Nearly 500 dentists in four states billed Medicaid almost $175 million for potentially fake, unneeded or shoddy work on kids in 2012, a government watchdog reported Monday.
Investigators most recently caught 335 California dentists who sent $117.5 million of questionable bills to Medicaid, the Department of Health and Human Services inspector general reported. The watchdog caught another 151 dentists in New York, Louisiana and Indiana over the last year, who billed Medicaid $56.1 million in 2012.
“In recent years, a number of dental providers and chains have been prosecuted for providing unnecessary dental procedures to children with Medicaid and causing harm in the process,” the report said. “A concentration of providers with questionable billing in chains raises concerns that these chains may be encouraging their providers to perform unnecessary procedures to increase profits.
The 335 providers, which make up 8 percent of all California dentists, served more than one-third of all the Medicaid children investigators reviewed.
Also, 229 of the California dentists performed at least 76 total services for children on average per day – more than triple the state average of 24. In fact, one dentist averaged more than 500 services per day, while another averaged 862, investigators reported.

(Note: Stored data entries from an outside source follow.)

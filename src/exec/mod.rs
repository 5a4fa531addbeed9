// src/exec/mod.rs

//! Process execution layer.
//!
//! This module is responsible for actually running shell commands, using
//! `tokio::process::Command`, and handing back a [`RunningCommand`]: a live
//! control surface (stdin / signals) plus a one-shot [`Completion`].
//!
//! - [`process`] spawns the shell, pumps its output and resolves completion.
//! - [`kill`] terminates whole process trees and names signals.
//! - [`runner`] provides the `CommandRunner` trait and the production
//!   `ShellRunner`; tests swap in a scripted implementation.

pub mod kill;
pub mod process;
pub mod runner;

use std::fmt;
use std::io;

use thiserror::Error;

pub use process::{Completion, ProcessControl, RunningCommand, spawn_shell};
pub use runner::{CommandRunner, CommandSpec, ShellRunner, run_to_end};

/// Errors from spawning or controlling a child process.
#[derive(Error, Debug)]
pub enum ExecError {
    /// The OS refused to create the process; there is no exit code.
    #[error("could not execute `{cmd}`: {source}")]
    Spawn {
        cmd: String,
        #[source]
        source: io::Error,
    },

    #[error("process is no longer running")]
    NotRunning,

    #[error("could not signal process {pid}: {source}")]
    Signal {
        pid: u32,
        #[source]
        source: io::Error,
    },
}

/// How a process ended.
#[derive(Debug, Clone, PartialEq, Eq)]
pub enum ExitReason {
    Code(i32),
    /// Terminated by a signal, e.g. `"SIGTERM"`.
    Signal(String),
}

impl ExitReason {
    pub fn success(&self) -> bool {
        matches!(self, ExitReason::Code(0))
    }
}

impl fmt::Display for ExitReason {
    fn fmt(&self, f: &mut fmt::Formatter<'_>) -> fmt::Result {
        match self {
            ExitReason::Code(code) => write!(f, "{code}"),
            ExitReason::Signal(name) => f.write_str(name),
        }
    }
}

/// What a finished command resolves to: how it ended plus the last
/// non-empty line it printed on stdout or stderr.
#[derive(Debug, Clone, PartialEq, Eq)]
pub struct ExitOutcome {
    pub reason: ExitReason,
    pub last_line: String,
}

/// Termination severity: SIGTERM vs SIGKILL.
#[derive(Debug, Clone, Copy, PartialEq, Eq, Default)]
pub enum Severity {
    #[default]
    Graceful,
    Forced,
}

Services include work such as cleanings, taking x-rays or filling a cavity.
One dentist provided more than 1,000 services per day on 97 different days.
“One day, he provided 1,658 services,” the report said. “If this dentist spent only five minutes performing each service, it would have taken over 138 hours to complete all of these services.”
Another dentist “provided 33 services to a 4-year-old child during a single visit,” the report said. “These services included 13 stainless steel crowns” and 11 [baby root canals].”
Nearly 130 dentists also provided a high number of specific services. Investigators reported that 108 dentists gave stainless steel crowns to at least 18 percent of their pediatric patients – more than triple the average proportion – for example.
Another nine dentists gave at least 15 baby root canals in a single visit to 15 different kids aged between 3 and 5 years old. Children that young have only 20 teeth, according to the Tennessee Department of Health.
“If these services were actually provided, it raises concerns about quality of care and whether these children were harmed,” investigators said.
Further, seven dentists pulled teeth from eight out of ten children they served, while one extracted at least one tooth from 98 percent of his pediatric patients, the inspector general reported.
Investigators noted that 12 of the dentists had already been disciplined by California’s dental board for shoddy work. One dentist, for example, was put “on probation for five years for erroneously sedating, overdosing and failing to adequately monitor a 5-year-old child,” the report said.
Additionally, half of the 335 dentists worked for dentistry chains. Two of those chains “have been the subject of state and federal investigations,” the report said.
The report was the fourth in a series investigating questionable billing for pediatric dental services in 2012.
Previously, the inspector general found 29 New York dentists potentially defrauded Medicaid for $13.2 million.
Another report found 27 Louisiana dentists sent $12.4 million of questionable bills to Medicaid.
A third report found 95 Indiana dentists may have fraudulently billed Medicaid $30.5 million.
A large number of these dentists worked for only a few chain practices.
The inspector general will follow up and “will take action against these providers, as appropriate,” the report said.
Medicaid is the primary source of dental coverage for children in low-income families and provides dental care for around 37 million kids.